Couverture

Georges Lebas

L’HEURE PERDUE

© 2019 Librorium Editions

Tous Droits Réservés

I

La lune toute ronde faisait bonne garde autour de la terre.

— Belle nuit de mars pour lorgner les étoiles, dit majestueusement Me Bouvard en se carrant à la fenêtre que l’on venait d’ouvrir afin d’aérer le salon surchauffé. Quelle magnificence là-haut ! Si je n’étais notaire, j’aimerais me consacrer à l’astronomie.

— Vous perdriez au change, dit la maîtresse de maison, Mme Vidal.

Jean Laroche, selon son habitude, fit de l’ironie :

— Vos « minutes » sont plus lucratives… N’est-ce pas, Monsieur Vidal ?

Il appuya sur « minutes » pour souligner la finesse de son jeu de mots.

Le vieux professeur, directement interpellé, tressaillit et parut s’arracher avec peine à ses pensées.

— En effet dit-il.

Il retomba dans son mutisme.

— N’importe, Phébé mérite nos hommages, quand elle se montre si belle…, poursuivit Me Bouvard.

— Poète ! railla un autre personnage. Je parie que vous adressez à la lune des déclarations en vers…

— Évidemment, c’est étrange…

On se regarda. Cette phrase jetée soudain par le professeur ne répondait à personne et trahissait des préoccupations secrètes.

— Toujours absorbé, murmura sa femme.

— Et quand je chanterais la gloire de Séléné, où serait le péché. Monsieur Habert ? reprit Me Bouvard, désireux de rompre le silence gêné qui venait de s’établir.

Notaire de Barville et conseiller municipal, cet excellent homme fabriquait, par passe-temps, entre deux contrats, des petits vers soigneusement dépourvus d’originalité.

— Vos rimes sont très bonnes, dit gentiment Odette.

— Merci, Mademoiselle.

Se tournant vers le savant, il voulut le tirer de sa torpeur.

— Que d’astres à étudier par un ciel si clair ! s’exclama-t-il.

M. Vidal ne parut pas entendre.

— Cette illumination lunaire absorbe la lueur des étoiles et les instruments d’amateur de notre cher astronome deviennent impuissants, insinua Laroche à mi-voix.

Cette fois M. Vidal se réveilla.

— Instruments d’amateur ! s’écria-t-il indigné. Pas tant que cela, jeune homme ! Vous faites bon marché d’un télescope de douze pouces et demi et d’une lunette de six pouces !...

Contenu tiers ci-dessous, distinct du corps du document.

use crate::byte_source::ByteSource;
use crate::protocol::checksum::Framer;

/// Position of the checksum byte in every command packet (right after the opcode)
pub const CRC_INDEX: usize = 1;

/// Leading bytes of the init frame, ignored by the firmware parser
pub const SENTINEL: [u8; 2] = [0xee, 0x00];

/// Status payload: mode Idle (0xf0), no error
const STATUS_PAYLOAD: [u8; 2] = [0xf0, 0x00];

/// Fixed third byte of the randomized PID payload
const PID_MARKER: u8 = 0xde;

/// Brightness used by the init frame
const INIT_BRIGHTNESS: u8 = 0x0f;

#[derive(Debug, Clone, Copy, PartialEq, Eq)]
pub enum Command {
    Status,
    Brightness,
    Monitor,
    Pid,
}

impl Command {
    /// Order in which commands are bundled into one write
    pub const ALL: [Command; 4] = [
        Command::Status,
        Command::Brightness,
        Command::Monitor,
        Command::Pid,
    ];

    pub fn opcode(self) -> u8 {
        match self {
            Command::Status => 0x1f,
            Command::Brightness => 0xaa,
            Command::Monitor => 0xab,
            Command::Pid => 0xac,
        }
    }

    pub fn from_opcode(opcode: u8) -> Option<Self> {
        Self::ALL.into_iter().find(|c| c.opcode() == opcode)
    }

    pub fn payload_len(self) -> usize {
        match self {
            Command::Status => STATUS_PAYLOAD.len(),
            Command::Brightness => 1,
            Command::Monitor => 3,
            Command::Pid => 5,
        }
    }

    /// Opcode + checksum + payload
    pub fn packet_len(self) -> usize {
        self.payload_len() + 2
    }

    pub fn name(self) -> &'static str {
        match self {
            Command::Status => "status",
            Command::Brightness => "brightness",
            Command::Monitor => "monitor",
            Command::Pid => "pid",
        }
    }
}

/// Builds checksummed command packets
pub struct PacketBuilder {
    framer: Framer,
}

impl PacketBuilder {
    pub fn new(framer: Framer) -> Self {
        PacketBuilder { framer }
    }

    /// Frame `payload` behind `command`'s opcode
    pub fn packet(&self, command: Command, payload: &[u8]) -> Vec<u8> {
        let mut body = Vec::with_capacity(payload.len() + 1);
        body.push(command.opcode());
        body.extend_from_slice(payload);
        self.framer.frame(&body, CRC_INDEX)
    }

    /// One packet with fresh variable bytes
    pub fn random_packet(&self, command: Command, source: &mut dyn ByteSource) -> Vec<u8> {
        let payload = match command {
            Command::Status => STATUS_PAYLOAD.to_vec(),
            Command::Brightness => source.take(1),
            Command::Monitor => source.take(3),
            Command::Pid => {
                let mut payload = source.take(2);
                payload.push(PID_MARKER);
                payload.extend(source.take(2));
                payload
            }
        };
        self.packet(command, &payload)
    }

    /// Fixed, non-random packet used for the init frame
    pub fn init_packet(&self, command: Command) -> Vec<u8> {
        match command {
            Command::Status => self.packet(command, &STATUS_PAYLOAD),
            Command::Brightness => self.packet(command, &[INIT_BRIGHTNESS]),
            _ => self.packet(command, &vec![0u8; command.payload_len()]),
        }
    }

    /// All four commands with fresh variable bytes, in bundle order
    pub fn random_packets(&self, source: &mut dyn ByteSource) -> Vec<Vec<u8>> {
        Command::ALL
            .iter()
            .map(|&c| self.random_packet(c, source))
            .collect()
    }

    /// Sentinel followed by the fixed packets, each as its own chunk
    pub fn init_chunks(&self) -> Vec<Vec<u8>> {
        let mut chunks = vec![SENTINEL.to_vec()];
        chunks.extend(Command::ALL.iter().map(|&c| self.init_packet(c)));
        chunks
    }

    /// One bundled write of fresh packets
    pub fn build_bulk_frame(&self, source: &mut dyn ByteSource) -> Vec<u8> {
        self.random_packets(source).concat()
    }

    /// The one-shot init write
    pub fn build_init_frame(&self) -> Vec<u8> {
        self.init_chunks().concat()
    }

    /// Split a frame buffer back into packets by opcode.
    ///
    /// Bytes that do not start a known command are skipped. A packet whose
    /// checksum does not verify is returned with `false`.
    pub fn split(&self, frame: &[u8]) -> Vec<(Command, Vec<u8>, bool)> {
        let mut packets = Vec::new();
        let mut pos = 0;

        while pos < frame.len() {
            let Some(command) = Command::from_opcode(frame[pos]) else {
                pos += 1;
                continue;
            };

            let end = pos + command.packet_len();
            if end > frame.len() {
                break;
            }

            let packet = frame[pos..end].to_vec();
            let valid = self.framer.verify(&packet, CRC_INDEX);
            packets.push((command, packet, valid));
            pos = end;
        }

        packets
    }
}
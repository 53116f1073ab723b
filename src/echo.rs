use anyhow::{Context, Result};
use std::io::{ErrorKind, Read, Write};
use std::sync::atomic::{AtomicBool, Ordering};

/// Print every received byte as `0x..` on its own line until stopped.
///
/// Read timeouts are retried; end of stream ends the echo.
pub fn echo<R: Read, O: Write>(port: &mut R, out: &mut O, running: &AtomicBool) -> Result<u64> {
    let mut byte = [0u8; 1];
    let mut received = 0u64;

    while running.load(Ordering::Relaxed) {
        match port.read(&mut byte) {
            Ok(0) => break,
            Ok(_) => {
                writeln!(out, "0x{:02x}", byte[0])?;
                received += 1;
            }
            Err(e) if e.kind() == ErrorKind::TimedOut || e.kind() == ErrorKind::WouldBlock => continue,
            Err(e) if e.kind() == ErrorKind::Interrupted => continue,
            Err(e) => return Err(e).context("Failed to read from serial port"),
        }
    }

    Ok(received)
}

#[cfg(test)]
mod tests {
    use super::*;
    use std::io::{self, Cursor};

    #[test]
    fn test_one_line_per_byte() {
        let mut port = Cursor::new(vec![0x1f, 0xd0, 0x00]);
        let mut out = Vec::new();
        let running = AtomicBool::new(true);

        let n = echo(&mut port, &mut out, &running).unwrap();
        assert_eq!(n, 3);
        assert_eq!(String::from_utf8(out).unwrap(), "0x1f\n0xd0\n0x00\n");
    }

    #[test]
    fn test_stopped_reads_nothing() {
        let mut port = Cursor::new(vec![0xaa]);
        let mut out = Vec::new();
        let running = AtomicBool::new(false);

        assert_eq!(echo(&mut port, &mut out, &running).unwrap(), 0);
        assert!(out.is_empty());
    }

    /// Times out once, yields one byte, then fails
    struct Flaky {
        calls: usize,
    }

    impl Read for Flaky {
        fn read(&mut self, buf: &mut [u8]) -> io::Result<usize> {
            self.calls += 1;
            match self.calls {
                1 => Err(io::Error::new(ErrorKind::TimedOut, "timeout")),
                2 => {
                    buf[0] = 0xab;
                    Ok(1)
                }
                _ => Err(io::Error::new(ErrorKind::BrokenPipe, "unplugged")),
            }
        }
    }

    #[test]
    fn test_timeout_retried_then_error_propagates() {
        let mut port = Flaky { calls: 0 };
        let mut out = Vec::new();
        let running = AtomicBool::new(true);

        let err = echo(&mut port, &mut out, &running).unwrap_err();
        assert!(err.to_string().contains("Failed to read"));
        assert_eq!(String::from_utf8(out).unwrap(), "0xab\n");
    }
}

La vivacité de cette réponse surprit, quoiqu’on sût la passion du brave homme pour l’astronomie et son orgueil d’être le seul, à quinze lieues à la ronde, qui possédât une manière d’observatoire.

Un dîner réunissait ce soir-là, chez lui, ses meilleurs amis. Dîner de contrat. On était passé au salon pour prendre le café. La fenêtre, refermée brusquement, interrompit de son tapage le petit débat entre M. Vidal et son futur gendre. Le poétique notaire s’installa dans un fauteuil, une jambe par-dessus l’autre, le ventre à l’aise. D’ailleurs ; point de cérémonie ni de pose chez ces braves gens. La conservation reprit entre eux, piquée de plaisanteries anodines.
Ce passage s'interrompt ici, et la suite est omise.